Corretor de imóveis é indiciado por estupro contra criança dentro de provador em Manaus

O crime ocorreu no provador de uma loja, situada em um shopping center na zona norte de Manaus

Manaus – Rogério Lindoso dos Passos, 31, foi indiciado pelo crime de estupro de vulnerável contra uma criança de 4 anos. O crime ocorreu no dia 2 de março deste ano, momento em que a vítima estava no provador de uma loja, situada em um shopping center na zona norte de Manaus. A polícia teve acesso a todas as imagens das câmeras de segurança na íntegra.

Rogério Lindoso dos Passos  (Foto: Divulgação/PC-AM)

De acordo com a delegada Joyce Coelho, titular da Delegacia Especializada em Proteção à Criança e ao Adolescente (Depca), a investigação em torno de caso aconteceu de forma cautelosa para não trazer graves consequências a vítima e o indiciado. A delegada explicou que diante das provas reunidas, dos depoimentos das partes envolvidas e das testemunhas, Rogério teria chamado a criança com gestos, para o provador masculino da loja, onde ele teria levantado a blusa da menina, e cometido o ato libidinoso tocando no corpo dela.
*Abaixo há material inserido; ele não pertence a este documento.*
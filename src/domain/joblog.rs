use serde::{Deserialize, Serialize};

/// One bounded log line attached to a job's run history.
#[derive(Debug, Clone, Serialize, Deserialize, PartialEq, Eq)]
#[serde(rename_all = "camelCase")]
pub struct JobLogLine {
    pub text: String,
    pub at_ms: Option<u64>,
}
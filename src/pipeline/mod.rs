//! C5: Pipeline Runner — drives one job through the fixed stage machine
//! `extract -> split -> bgm_detect -> separate -> transcribe -> align ->
//! render -> complete` (spec.md §4.5).

mod cancel;
mod collaborators;
mod runner;
mod weights;

pub use cancel::{CancelToken, PauseGate};
pub use collaborators::{run_external_tool, Aligner, Recognizer, Separator, Transcoder};
pub use runner::{PipelineContext, PipelineRunner};
pub use weights::{StageWeights, WeightInputs};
Em vista que, esse ato libidinoso configura-se estupro de vulnerável.

“No mínimo ele praticou uma importunação sexual. Um ato libidinoso ou uma importunação sexual contra uma criança que é vulnerável é considerado estupro de vulnerável”, disse a delegada.

A polícia informou que o primeiro vídeo que ganhou repercussão foi divulgado pela genitora à uma emissora de TV, na ansiedade de identificar o indiciado. “Um relatório técnico mostrou que houve uma edição no primeiro vídeo divulgado onde o tempo da gravação foi adiantado”. Essa edição não tem nenhuma ligação com a Depca e com a polícia.

“No dia 21, o shopping cedeu às imagens da câmera de segurança. Em nenhum momento a polícia teve dúvida da identidade dele. Me parece que ele era um profissional reconhecido na área em que trabalhava e naquele dia tinha atendido clientes com a mesma roupa”, explicou.

A delegada Joyce também explicou que ficou demonstrado tanto no depoimento da criança, quanto no da mãe, que tudo que foi relatado é compatível com todos os fatos. Em especial, com as declarações prestadas pelo segurança que foi acionado, pela gerente da loja e pelo administrador do shopping. “Então não houve nenhuma incoerência no depoimento da denunciante, mas sim houve incoerência na defesa e no indiciado”, disse.

Não existem câmeras no interior da cabine do provador por constituir exagero e violação da intimidade das pessoas. De acordo com artigo 5º da Constituição federal, em seu inciso X, preceitua que são invioláveis a intimidade, a vida privada, a honra e a imagem das pessoas, assegurado o direito a indenização pelo dano material ou moral decorrente de sua violação.

Rogério está preso temporariamente por 30 dias. A polícia informou que outras pessoas ainda serão ouvidas e ao fim será decidido pelo pedido de prorrogação da prisão temporária ou da conversão para prisão preventiva.